Duck liver came roasted and poached with little rashers of smoked quacker. It really should have been too much meat but the vibrant protein was well matched with variations of pineapple, including an intensely flavoured fruit crisp that would have been superfluous in less skilled hands.
Summer, let alone spring, looked like it had come with the fish course: pavé of halibut with an artichoke barigoule, mussels and tomato fondant. Pretty as a picture and delicious.
And then the lamb, sourced from Wales by Roger Brown, the finest butcher in Birmingham and possibly the northern hemisphere. In football striking terms, having Turner cook Brown’s lamb is like pairing Dalglish with Rush, di Stefano with Puskas. The tender lamb, featuring a thin strip of fat, came with morels, a braised lamb “bon bon” and pungent wild garlic. There was no scrimping on the very good jus either.
The cheese consisted of a perfectly kept piece of buttery Brillat Truffe with slightly toasted raisin and walnut bread. I adore big cheese trolleys but when the fromage is this good, you only need one variety.
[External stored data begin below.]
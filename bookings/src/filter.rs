//! Free-text, status and date filtering plus fixed-size pagination.

use chrono::NaiveDate;

use crate::model::BookingEntry;
use crate::status::BookingStatus;

/// Page size of the bookings table
pub const DEFAULT_PAGE_SIZE: usize = 5;

/// Status predicate of the bookings table filter.
#[derive(Clone, Debug, Default, PartialEq, Eq)]
pub enum StatusFilter {
    /// Pass every status
    #[default]
    All,
    /// Require exact equality with one raw status code
    Only(BookingStatus),
}

impl StatusFilter {
    /// Whether `status` passes this filter
    #[must_use]
    pub fn matches(&self, status: &BookingStatus) -> bool {
        match self {
            Self::All => true,
            Self::Only(wanted) => status == wanted,
        }
    }
}

/// The three ANDed predicates of the bookings table.
#[derive(Clone, Debug, Default, PartialEq)]
pub struct BookingFilter {
    /// Case-insensitive substring over client name OR event type;
    /// empty matches everything
    pub search: String,
    /// Status predicate
    pub status: StatusFilter,
    /// Exact calendar date, usually picked from the month grid
    pub selected_date: Option<NaiveDate>,
}

impl BookingFilter {
    /// Whether `entry` passes all three predicates
    #[must_use]
    pub fn matches(&self, entry: &BookingEntry) -> bool {
        self.matches_search(entry) && self.status.matches(&entry.status) && self.matches_date(entry)
    }

    fn matches_search(&self, entry: &BookingEntry) -> bool {
        if self.search.is_empty() {
            return true;
        }
        let needle = self.search.to_lowercase();
        entry.client_name.to_lowercase().contains(&needle)
            || entry.event_type.to_lowercase().contains(&needle)
    }

    fn matches_date(&self, entry: &BookingEntry) -> bool {
        self.selected_date.is_none_or(|selected| entry.date == selected)
    }

    /// Filter a list of entries, preserving order
    #[must_use]
    pub fn apply(&self, entries: &[BookingEntry]) -> Vec<BookingEntry> {
        entries.iter().filter(|e| self.matches(e)).cloned().collect()
    }
}

/// One page of a paginated list.
#[derive(Clone, Debug, PartialEq, Eq)]
pub struct Page<T> {
    /// The items on this page, at most `page_size` of them
    pub items: Vec<T>,
    /// 1-indexed page number as requested
    pub number: usize,
    /// Total page count, at least 1 even for an empty list
    pub total_pages: usize,
}

/// Slice a filtered list into its 1-indexed `page`.
///
/// An out-of-range page yields an empty item list; `total_pages` is always
/// at least 1 so the pager renders even with no results.
#[must_use]
pub fn paginate<T: Clone>(items: &[T], page_size: usize, page: usize) -> Page<T> {
    let size = page_size.max(1);
    let total_pages = items.len().div_ceil(size).max(1);

    let start = page.saturating_sub(1).saturating_mul(size);
    let page_items = if start >= items.len() {
        Vec::new()
    } else {
        items[start..(start + size).min(items.len())].to_vec()
    };

    Page {
        items: page_items,
        number: page,
        total_pages,
    }
}

#[cfg(test)]
mod tests {
    use super::*;

    fn date(y: i32, m: u32, d: u32) -> NaiveDate {
        NaiveDate::from_ymd_opt(y, m, d).expect("valid test date")
    }

    fn entry(client: &str, event: &str, status: BookingStatus, on: NaiveDate) -> BookingEntry {
        BookingEntry {
            id: "B".to_owned(),
            date: on,
            client_name: client.to_owned(),
            event_type: event.to_owned(),
            guests: 0,
            amount: 0.0,
            status,
            time_slot: "All Day".to_owned(),
            special_requests: String::new(),
            venue_id: "v1".to_owned(),
            venue_name: "Main Hall".to_owned(),
        }
    }

    fn sample() -> Vec<BookingEntry> {
        let d = date(2025, 3, 10);
        vec![
            entry("Alice Smith", "Wedding", BookingStatus::Pending, d),
            entry("Bob Jones", "Conference", BookingStatus::ApprovedPaid, d),
            entry("Carol Smithers", "Party", BookingStatus::Cancelled, date(2025, 3, 11)),
            entry("Dan Brown", "smith family reunion", BookingStatus::Pending, date(2025, 3, 12)),
        ]
    }

    #[test]
    fn empty_filter_passes_everything() {
        let entries = sample();
        assert_eq!(BookingFilter::default().apply(&entries).len(), entries.len());
    }

    #[test]
    fn search_is_case_insensitive_over_client_and_event() {
        // Twelve entries, three of which mention "smith" somewhere
        let d = date(2025, 3, 10);
        let mut entries = vec![
            entry("Alice SMITH", "Wedding", BookingStatus::Pending, d),
            entry("Carol Smithers", "Party", BookingStatus::Cancelled, d),
            entry("Dan Brown", "smith family reunion", BookingStatus::Pending, d),
        ];
        for i in 0..9 {
            entries.push(entry(
                &format!("Client {i}"),
                "Conference",
                BookingStatus::ApprovedPaid,
                d,
            ));
        }

        let filter = BookingFilter {
            search: "smith".to_owned(),
            ..BookingFilter::default()
        };

        let hits = filter.apply(&entries);
        assert_eq!(hits.len(), 3);
        assert!(hits.iter().all(|e| {
            e.client_name.to_lowercase().contains("smith")
                || e.event_type.to_lowercase().contains("smith")
        }));
    }

    #[test]
    fn status_filter_requires_exact_code() {
        let entries = sample();
        let filter = BookingFilter {
            status: StatusFilter::Only(BookingStatus::Pending),
            ..BookingFilter::default()
        };

        let hits = filter.apply(&entries);
        assert_eq!(hits.len(), 2);
        assert!(hits.iter().all(|e| e.status == BookingStatus::Pending));
    }

    #[test]
    fn date_filter_requires_exact_day() {
        let entries = sample();
        let filter = BookingFilter {
            selected_date: Some(date(2025, 3, 10)),
            ..BookingFilter::default()
        };

        assert_eq!(filter.apply(&entries).len(), 2);
    }

    #[test]
    fn predicates_are_anded() {
        let entries = sample();
        let filter = BookingFilter {
            search: "smith".to_owned(),
            status: StatusFilter::Only(BookingStatus::Pending),
            selected_date: Some(date(2025, 3, 10)),
        };

        let hits = filter.apply(&entries);
        assert_eq!(hits.len(), 1);
        assert_eq!(hits[0].client_name, "Alice Smith");
    }

    #[test]
    fn seven_items_paginate_into_two_pages() {
        let items: Vec<i32> = (1..=7).collect();

        let first = paginate(&items, DEFAULT_PAGE_SIZE, 1);
        assert_eq!(first.items, vec![1, 2, 3, 4, 5]);
        assert_eq!(first.total_pages, 2);

        let second = paginate(&items, DEFAULT_PAGE_SIZE, 2);
        assert_eq!(second.items, vec![6, 7]);
        assert_eq!(second.total_pages, 2);
    }

    #[test]
    fn empty_list_still_has_one_page() {
        let page = paginate::<i32>(&[], DEFAULT_PAGE_SIZE, 1);
        assert!(page.items.is_empty());
        assert_eq!(page.total_pages, 1);
    }

    #[test]
    fn out_of_range_page_is_empty() {
        let items: Vec<i32> = (1..=7).collect();
        let page = paginate(&items, DEFAULT_PAGE_SIZE, 3);
        assert!(page.items.is_empty());
        assert_eq!(page.total_pages, 2);
    }

    #[test]
    fn exact_multiple_has_no_ragged_page() {
        let items: Vec<i32> = (1..=10).collect();
        let page = paginate(&items, DEFAULT_PAGE_SIZE, 2);
        assert_eq!(page.items, vec![6, 7, 8, 9, 10]);
        assert_eq!(page.total_pages, 2);
    }
}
I followed the lead of the sommelier with some wine pairings. The star matches included a 2011 New Zealand Riesling from Millton’s Opou Vineyard with the scallop ceviche and a 2011 butch, dusky cabernet franc from Domaine Mas Barrau with the lamb.
Last year I had an amazing blackberry soufflé at Turners. As good as it was, a dinky raspberry soufflé with chocolate sorbet didn’t quite hit those heights this time round. It felt bullied by the chocolate.
The first pudding was trumped by the second, a coffee and vanilla cheesecake, topped with chocolate, and accompanied by peanut butter ice cream and a skyscraper high swirl of salted caramel.
My only regret is that I missed out on the tarte tatin on the Simply Turners menu. It is a classic tarte tatin. It hasn’t been fired through a foam gun or anything like that. “Well, I’m not going to serve it in a bloody glass, am I?” said the chef when I commented on it after dinner.
No, I can’t see that happening. I can’t see Richard Turner trying to reinvent the dessert wheel, just to be clever. And in this I rejoice.